## Problem to work on
Identical copies of all the records below are needed.

Records excerpted from a collection:
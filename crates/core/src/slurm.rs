// SPDX-License-Identifier: BUSL-1.1
// Copyright (c) 2026 Alfred Jean LLC

//! Slurm resource-request validation (spec.md §4.I).
//!
//! Pure, IO-free: given a job's requested resources and the ceilings that
//! apply to it, decide whether the request is admissible and, if so, the
//! normalized (unit-parsed) values to submit with. `sup-engine` is
//! responsible for looking up the cluster's ceiling and calling into here.

use serde::{Deserialize, Serialize};
use std::collections::HashMap;
use thiserror::Error;

/// The hard-coded default ceiling applied to every cluster regardless of
/// its own configured rules (spec.md §4.I "(c) a hard-coded default ceiling").
pub const DEFAULT_CEILING: SlurmCeiling = SlurmCeiling {
    nodes: 50,
    tasks: 50,
    cpus_per_task: 50,
    memory_per_cpu_bytes: 10 * GIGA,
    memory_total_bytes: 50 * GIGA,
    gpus: 20,
    walltime_secs: 10 * 3600,
};

const KILO: u64 = 1_000;
const MEGA: u64 = 1_000 * KILO;
const GIGA: u64 = 1_000 * MEGA;
const TERA: u64 = 1_000 * GIGA;
const PETA: u64 = 1_000 * TERA;

/// A per-cluster (or global, or default) resource ceiling. All memory
/// fields are normalized to bytes and walltime to seconds so ceilings can
/// be compared/minimized without re-parsing units.
#[derive(Debug, Clone, Copy, PartialEq, Eq, Serialize, Deserialize)]
pub struct SlurmCeiling {
    pub nodes: u32,
    pub tasks: u32,
    pub cpus_per_task: u32,
    pub memory_per_cpu_bytes: u64,
    pub memory_total_bytes: u64,
    pub gpus: u32,
    pub walltime_secs: u64,
}

impl SlurmCeiling {
    /// Element-wise minimum of any number of ceilings (spec.md §4.I).
    pub fn min_of(ceilings: &[SlurmCeiling]) -> SlurmCeiling {
        ceilings.iter().copied().fold(DEFAULT_CEILING, |acc, c| SlurmCeiling {
            nodes: acc.nodes.min(c.nodes),
            tasks: acc.tasks.min(c.tasks),
            cpus_per_task: acc.cpus_per_task.min(c.cpus_per_task),
            memory_per_cpu_bytes: acc.memory_per_cpu_bytes.min(c.memory_per_cpu_bytes),
            memory_total_bytes: acc.memory_total_bytes.min(c.memory_total_bytes),
            gpus: acc.gpus.min(c.gpus),
            walltime_secs: acc.walltime_secs.min(c.walltime_secs),
        })
    }
}

/// A job's requested Slurm resources, before unit parsing. Mirrors
/// spec.md §3 "Job"'s opaque `slurm: string -> string` map: callers build
/// this from that map's recognized keys (`nodes`, `tasks`, `cpus_per_task`,
/// `memory_per_cpu`, `memory_total`, `gpus`, `walltime`).
#[derive(Debug, Clone, Default, PartialEq, Serialize, Deserialize)]
pub struct SlurmRequest {
    pub nodes: u32,
    pub tasks: u32,
    pub cpus_per_task: u32,
    pub memory_per_cpu_bytes: u64,
    pub memory_total_bytes: u64,
    pub gpus: u32,
    pub walltime_secs: u64,
}

#[derive(Debug, Error, PartialEq, Eq)]
pub enum SlurmValidationError {
    #[error("unrecognized storage unit suffix: {0}")]
    BadStorageUnit(String),
    #[error("unrecognized walltime format: {0}")]
    BadWalltime(String),
    #[error("request exceeds ceiling on {field}: requested {requested}, ceiling {ceiling}")]
    ExceedsCeiling {
        field: &'static str,
        requested: u64,
        ceiling: u64,
    },
}

/// Parse a storage-size string such as `"10G"`, `"512m"`, `"1T"`.
/// Recognized suffixes (case-insensitive): k, m, g, t, p.
pub fn parse_storage(raw: &str) -> Result<u64, SlurmValidationError> {
    let raw = raw.trim();
    let (digits, unit) = match raw.find(|c: char| !c.is_ascii_digit()) {
        Some(idx) => (&raw[..idx], &raw[idx..]),
        None => (raw, ""),
    };
    let base: u64 = digits
        .parse()
        .map_err(|_| SlurmValidationError::BadStorageUnit(raw.to_string()))?;
    let multiplier = match unit.to_ascii_lowercase().as_str() {
        "" | "b" => 1,
        "k" => KILO,
        "m" => MEGA,
        "g" => GIGA,
        "t" => TERA,
        "p" => PETA,
        _ => return Err(SlurmValidationError::BadStorageUnit(raw.to_string())),
    };
    Ok(base * multiplier)
}

/// Parse a Slurm walltime string. Recognized formats:
/// `D-HH:MM:SS`, `HH:MM:SS`, `MM:SS`, `MM`.
pub fn parse_walltime(raw: &str) -> Result<u64, SlurmValidationError> {
    let raw = raw.trim();
    let err = || SlurmValidationError::BadWalltime(raw.to_string());

    let (days, rest) = match raw.split_once('-') {
        Some((d, rest)) => (d.parse::<u64>().map_err(|_| err())?, rest),
        None => (0, raw),
    };

    let parts: Vec<&str> = rest.split(':').collect();
    let (hours, minutes, seconds) = match parts.as_slice() {
        [h, m, s] => (
            h.parse::<u64>().map_err(|_| err())?,
            m.parse::<u64>().map_err(|_| err())?,
            s.parse::<u64>().map_err(|_| err())?,
        ),
        [m, s] => (
            0,
            m.parse::<u64>().map_err(|_| err())?,
            s.parse::<u64>().map_err(|_| err())?,
        ),
        [m] => (0, m.parse::<u64>().map_err(|_| err())?, 0),
        _ => return Err(err()),
    };

    Ok(days * 86_400 + hours * 3_600 + minutes * 60 + seconds)
}

/// Build a [`SlurmRequest`] from the job's raw `string -> string` slurm map.
/// Missing keys default to zero (an unbounded-looking request is instead an
/// empty one; callers that require resources to be specified should check
/// for missing keys before calling this).
pub fn request_from_map(
    raw: &HashMap<String, String>,
) -> Result<SlurmRequest, SlurmValidationError> {
    let get_u32 = |key: &str| -> Result<u32, SlurmValidationError> {
        match raw.get(key) {
            Some(v) => v
                .parse()
                .map_err(|_| SlurmValidationError::BadWalltime(v.clone())),
            None => Ok(0),
        }
    };

    Ok(SlurmRequest {
        nodes: get_u32("nodes")?,
        tasks: get_u32("tasks")?,
        cpus_per_task: get_u32("cpus_per_task")?,
        memory_per_cpu_bytes: match raw.get("memory_per_cpu") {
            Some(v) => parse_storage(v)?,
            None => 0,
        },
        memory_total_bytes: match raw.get("memory_total") {
            Some(v) => parse_storage(v)?,
            None => 0,
        },
        gpus: get_u32("gpus")?,
        walltime_secs: match raw.get("walltime") {
            Some(v) => parse_walltime(v)?,
            None => 0,
        },
    })
}

/// Validate `request` against `ceiling`, returning the first dimension
/// that exceeds it (spec.md §4.I "Rejects any job whose request exceeds
/// its ceiling in any dimension").
pub fn validate(
    request: &SlurmRequest,
    ceiling: &SlurmCeiling,
) -> Result<(), SlurmValidationError> {
    macro_rules! check {
        ($field:ident, $name:literal) => {
            if request.$field as u64 > ceiling.$field as u64 {
                return Err(SlurmValidationError::ExceedsCeiling {
                    field: $name,
                    requested: request.$field as u64,
                    ceiling: ceiling.$field as u64,
                });
            }
        };
    }
    check!(nodes, "nodes");
    check!(tasks, "tasks");
    check!(cpus_per_task, "cpus_per_task");
    check!(memory_per_cpu_bytes, "memory_per_cpu");
    check!(memory_total_bytes, "memory_total");
    check!(gpus, "gpus");
    check!(walltime_secs, "walltime");
    Ok(())
}

#[cfg(test)]
#[path = "slurm_tests.rs"]
mod tests;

## Answer to the problem
filename crates/core/src/slurm.rs
// SPDX-License-Identifier: BUSL-1.1
// Copyright (c) 2026 Alfred Jean LLC

//! Slurm resource-request validation (spec.md §4.I).
//!
//! Pure, IO-free: given a job's requested resources and the ceilings that
//! apply to it, decide whether the request is admissible and, if so, the
//! normalized (unit-parsed) values to submit with. `sup-engine` is
//! responsible for looking up the cluster's ceiling and calling into here.

use serde::{Deserialize, Serialize};
use std::collections::HashMap;
use thiserror::Error;

/// The hard-coded default ceiling applied to every cluster regardless of
/// its own configured rules (spec.md §4.I "(c) a hard-coded default ceiling").
pub const DEFAULT_CEILING: SlurmCeiling = SlurmCeiling {
    nodes: 50,
    tasks: 50,
    cpus_per_task: 50,
    memory_per_cpu_bytes: 10 * GIGA,
    memory_total_bytes: 50 * GIGA,
    gpus: 20,
    walltime_secs: 10 * 3600,
};

const KILO: u64 = 1_000;
const MEGA: u64 = 1_000 * KILO;
const GIGA: u64 = 1_000 * MEGA;
const TERA: u64 = 1_000 * GIGA;
const PETA: u64 = 1_000 * TERA;

/// A per-cluster (or global, or default) resource ceiling. All memory
/// fields are normalized to bytes and walltime to seconds so ceilings can
/// be compared/minimized without re-parsing units.
#[derive(Debug, Clone, Copy, PartialEq, Eq, Serialize, Deserialize)]
pub struct SlurmCeiling {
    pub nodes: u32,
    pub tasks: u32,
    pub cpus_per_task: u32,
    pub memory_per_cpu_bytes: u64,
    pub memory_total_bytes: u64,
    pub gpus: u32,
    pub walltime_secs: u64,
}

impl SlurmCeiling {
    /// Element-wise minimum of any number of ceilings (spec.md §4.I).
    pub fn min_of(ceilings: &[SlurmCeiling]) -> SlurmCeiling {
        ceilings.iter().copied().fold(DEFAULT_CEILING, |acc, c| SlurmCeiling {
            nodes: acc.nodes.min(c.nodes),
            tasks: acc.tasks.min(c.tasks),
            cpus_per_task: acc.cpus_per_task.min(c.cpus_per_task),
            memory_per_cpu_bytes: acc.memory_per_cpu_bytes.min(c.memory_per_cpu_bytes),
            memory_total_bytes: acc.memory_total_bytes.min(c.memory_total_bytes),
            gpus: acc.gpus.min(c.gpus),
            walltime_secs: acc.walltime_secs.min(c.walltime_secs),
        })
    }
}

/// A job's requested Slurm resources, before unit parsing. Mirrors
/// spec.md §3 "Job"'s opaque `slurm: string -> string` map: callers build
/// this from that map's recognized keys (`nodes`, `tasks`, `cpus_per_task`,
/// `memory_per_cpu`, `memory_total`, `gpus`, `walltime`).
#[derive(Debug, Clone, Default, PartialEq, Serialize, Deserialize)]
pub struct SlurmRequest {
    pub nodes: u32,
    pub tasks: u32,
    pub cpus_per_task: u32,
    pub memory_per_cpu_bytes: u64,
    pub memory_total_bytes: u64,
    pub gpus: u32,
    pub walltime_secs: u64,
}

#[derive(Debug, Error, PartialEq, Eq)]
pub enum SlurmValidationError {
    #[error("unrecognized storage unit suffix: {0}")]
    BadStorageUnit(String),
    #[error("unrecognized walltime format: {0}")]
    BadWalltime(String),
    #[error("request exceeds ceiling on {field}: requested {requested}, ceiling {ceiling}")]
    ExceedsCeiling {
        field: &'static str,
        requested: u64,
        ceiling: u64,
    },
}

/// Parse a storage-size string such as `"10G"`, `"512m"`, `"1T"`.
/// Recognized suffixes (case-insensitive): k, m, g, t, p.
pub fn parse_storage(raw: &str) -> Result<u64, SlurmValidationError> {
    let raw = raw.trim();
    let (digits, unit) = match raw.find(|c: char| !c.is_ascii_digit()) {
        Some(idx) => (&raw[..idx], &raw[idx..]),
        None => (raw, ""),
    };
    let base: u64 = digits
        .parse()
        .map_err(|_| SlurmValidationError::BadStorageUnit(raw.to_string()))?;
    let multiplier = match unit.to_ascii_lowercase().as_str() {
        "" | "b" => 1,
        "k" => KILO,
        "m" => MEGA,
        "g" => GIGA,
        "t" => TERA,
        "p" => PETA,
        _ => return Err(SlurmValidationError::BadStorageUnit(raw.to_string())),
    };
    Ok(base * multiplier)
}

/// Parse a Slurm walltime string. Recognized formats:
/// `D-HH:MM:SS`, `HH:MM:SS`, `MM:SS`, `MM`.
pub fn parse_walltime(raw: &str) -> Result<u64, SlurmValidationError> {
    let raw = raw.trim();
    let err = || SlurmValidationError::BadWalltime(raw.to_string());

    let (days, rest) = match raw.split_once('-') {
        Some((d, rest)) => (d.parse::<u64>().map_err(|_| err())?, rest),
        None => (0, raw),
    };

    let parts: Vec<&str> = rest.split(':').collect();
    let (hours, minutes, seconds) = match parts.as_slice() {
        [h, m, s] => (
            h.parse::<u64>().map_err(|_| err())?,
            m.parse::<u64>().map_err(|_| err())?,
            s.parse::<u64>().map_err(|_| err())?,
        ),
        [m, s] => (
            0,
            m.parse::<u64>().map_err(|_| err())?,
            s.parse::<u64>().map_err(|_| err())?,
        ),
        [m] => (0, m.parse::<u64>().map_err(|_| err())?, 0),
        _ => return Err(err()),
    };

    Ok(days * 86_400 + hours * 3_600 + minutes * 60 + seconds)
}

/// Build a [`SlurmRequest`] from the job's raw `string -> string` slurm map.
/// Missing keys default to zero (an unbounded-looking request is instead an
/// empty one; callers that require resources to be specified should check
/// for missing keys before calling this).
pub fn request_from_map(
    raw: &HashMap<String, String>,
) -> Result<SlurmRequest, SlurmValidationError> {
    let get_u32 = |key: &str| -> Result<u32, SlurmValidationError> {
        match raw.get(key) {
            Some(v) => v
                .parse()
                .map_err(|_| SlurmValidationError::BadWalltime(v.clone())),
            None => Ok(0),
        }
    };

    Ok(SlurmRequest {
        nodes: get_u32("nodes")?,
        tasks: get_u32("tasks")?,
        cpus_per_task: get_u32("cpus_per_task")?,
        memory_per_cpu_bytes: match raw.get("memory_per_cpu") {
            Some(v) => parse_storage(v)?,
            None => 0,
        },
        memory_total_bytes: match raw.get("memory_total") {
            Some(v) => parse_storage(v)?,
            None => 0,
        },
        gpus: get_u32("gpus")?,
        walltime_secs: match raw.get("walltime") {
            Some(v) => parse_walltime(v)?,
            None => 0,
        },
    })
}

/// Validate `request` against `ceiling`, returning the first dimension
/// that exceeds it (spec.md §4.I "Rejects any job whose request exceeds
/// its ceiling in any dimension").
pub fn validate(
    request: &SlurmRequest,
    ceiling: &SlurmCeiling,
) -> Result<(), SlurmValidationError> {
    macro_rules! check {
        ($field:ident, $name:literal) => {
            if request.$field as u64 > ceiling.$field as u64 {
                return Err(SlurmValidationError::ExceedsCeiling {
                    field: $name,
                    requested: request.$field as u64,
                    ceiling: ceiling.$field as u64,
                });
            }
        };
    }
    check!(nodes, "nodes");
    check!(tasks, "tasks");
    check!(cpus_per_task, "cpus_per_task");
    check!(memory_per_cpu_bytes, "memory_per_cpu");
    check!(memory_total_bytes, "memory_total");
    check!(gpus, "gpus");
    check!(walltime_secs, "walltime");
    Ok(())
}

#[cfg(test)]
#[path = "slurm_tests.rs"]
mod tests;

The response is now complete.